NIDEC-SHIMPO America Corporation is the North American subsidiary of Japan-based NIDEC-SHIMPO Corporation. NIDEC-SHIMPO is a manufacturer of planetary, worm, hypoid, bevel, strain wave and cycloidal gears.

== Affiliated companies ==

=== NIDEC Corporation ===
With annual sales exceeding $15 Billion for the fiscal year 2022, the NIDEC Corporation (NYSE:NJ) is a provider of small, mid-size motors and related drive technologies. Founded in 1973 by current Chairman of the Board and CEO, Shigenobu Nagamori, the NIDEC Corporation has a portfolio of motors for hard disk drives and for fans used in consumer appliances or automotive applications. The NIDEC Group consists of more than 150 corporate subsidiaries around the globe. The group totals more than 100,000 employees that are supplying products and services to customers in more than 30 countries. The NIDEC Group companies can be categorized into the following business segments: Motors, Machinery, Optical & Electronic Components, Other (Services & logistics).

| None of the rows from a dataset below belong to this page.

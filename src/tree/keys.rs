//! Expansion and cache key derivation.
//!
//! ```text
//! expansion_key = lowercase(child_entity_name) + "-" + parent_entity_id
//! cache_key     = expansion_key + "-" + lowercase(child_entity_name or "items")
//! ```
//!
//! Both strings must stay byte-for-byte stable: they index the expanded flags
//! and the child cache independently.

use std::fmt;

/// Entity name used when a level has no named child type.
pub const DEFAULT_CHILD_NAME: &str = "items";

pub fn expansion_key(child_entity_name: Option<&str>, parent_entity_id: impl fmt::Display) -> String {
    format!(
        "{}-{}",
        child_entity_name.unwrap_or(DEFAULT_CHILD_NAME).to_lowercase(),
        parent_entity_id
    )
}

pub fn cache_key(expansion_key: &str, child_entity_name: Option<&str>) -> String {
    format!(
        "{}-{}",
        expansion_key,
        child_entity_name.unwrap_or(DEFAULT_CHILD_NAME).to_lowercase()
    )
}

/// Identity of one expandable node: which child type under which parent.
#[derive(Debug, Clone, PartialEq, Eq, Hash)]
pub struct NodeKey {
    expansion: String,
    cache: String,
    child_type: String,
    parent_id: String,
}

impl NodeKey {
    pub fn new(child_entity_name: Option<&str>, parent_entity_id: impl fmt::Display) -> Self {
        let parent_id = parent_entity_id.to_string();
        let expansion = expansion_key(child_entity_name, &parent_id);
        let cache = cache_key(&expansion, child_entity_name);
        Self {
            expansion,
            cache,
            child_type: child_entity_name.unwrap_or(DEFAULT_CHILD_NAME).to_string(),
            parent_id,
        }
    }

    pub fn expansion_key(&self) -> &str {
        &self.expansion
    }

    pub fn cache_key(&self) -> &str {
        &self.cache
    }

    /// Child entity name as given by the caller (original case).
    pub fn child_type(&self) -> &str {
        &self.child_type
    }

    pub fn parent_id(&self) -> &str {
        &self.parent_id
    }
}

impl fmt::Display for NodeKey {
    fn fmt(&self, f: &mut fmt::Formatter<'_>) -> fmt::Result {
        f.write_str(&self.expansion)
    }
}

#[cfg(test)]
mod tests {
    use super::*;

    #[test]
    fn test_floor_keys() {
        let key = NodeKey::new(Some("Floor"), 5);
        assert_eq!(key.expansion_key(), "floor-5");
        assert_eq!(key.cache_key(), "floor-5-floor");
        assert_eq!(key.child_type(), "Floor");
        assert_eq!(key.parent_id(), "5");
    }

    #[test]
    fn test_free_functions_agree() {
        let exp = expansion_key(Some("ParkingSpace"), "F-12");
        assert_eq!(exp, "parkingspace-F-12");
        assert_eq!(cache_key(&exp, Some("ParkingSpace")), "parkingspace-F-12-parkingspace");
    }

    #[test]
    fn test_unnamed_child_falls_back_to_items() {
        let key = NodeKey::new(None, 3);
        assert_eq!(key.expansion_key(), "items-3");
        assert_eq!(key.cache_key(), "items-3-items");
    }

    #[test]
    fn test_distinct_parents_distinct_keys() {
        assert_ne!(NodeKey::new(Some("Area"), 1), NodeKey::new(Some("Area"), 10));
        assert_ne!(NodeKey::new(Some("Area"), 1), NodeKey::new(Some("Floor"), 1));
    }
}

=== NIDEC America Corporation ===
The U.S. subsidiary of NIDEC Corporation with offices in Massachusetts, Connecticut, California, Colorado and Minnesota. NIDEC America Corporation consist of technologies to meet the thermal management and motion control needs of the world's designers and manufactures of IT, business equipment, automotive, industrial, and consumer electronic products.

=== NIDEC-SHIMPO ===
Created in 1952, SHIMPO located its corporate headquarters and main production facility in Kyoto, Japan where it remains today. NIDEC-SHIMPO is a supplier of power transmission drive technology, instrumentation and ceramics equipment to the industrial marketplace.

=== Nidec-Minster ===
The Minster Machine Company has corporate headquarters and manufacturing plant in Minster, Ohio. The Nidec Minster Corporation is a supplier of equipment and services for the material forming industry. Minster provides mechanical power presses; feeds; straighteners; reels; coil cars; die transfer tables; press controls; training programs; production monitoring systems; inspection services; preventative maintenance services; remanufacturing services; technical consulting services; press relocation services and other products and programs designed specifically for the material forming market. Today, Nidec-Minster presses and material handling equipment are in production in more than 84 countries around the world.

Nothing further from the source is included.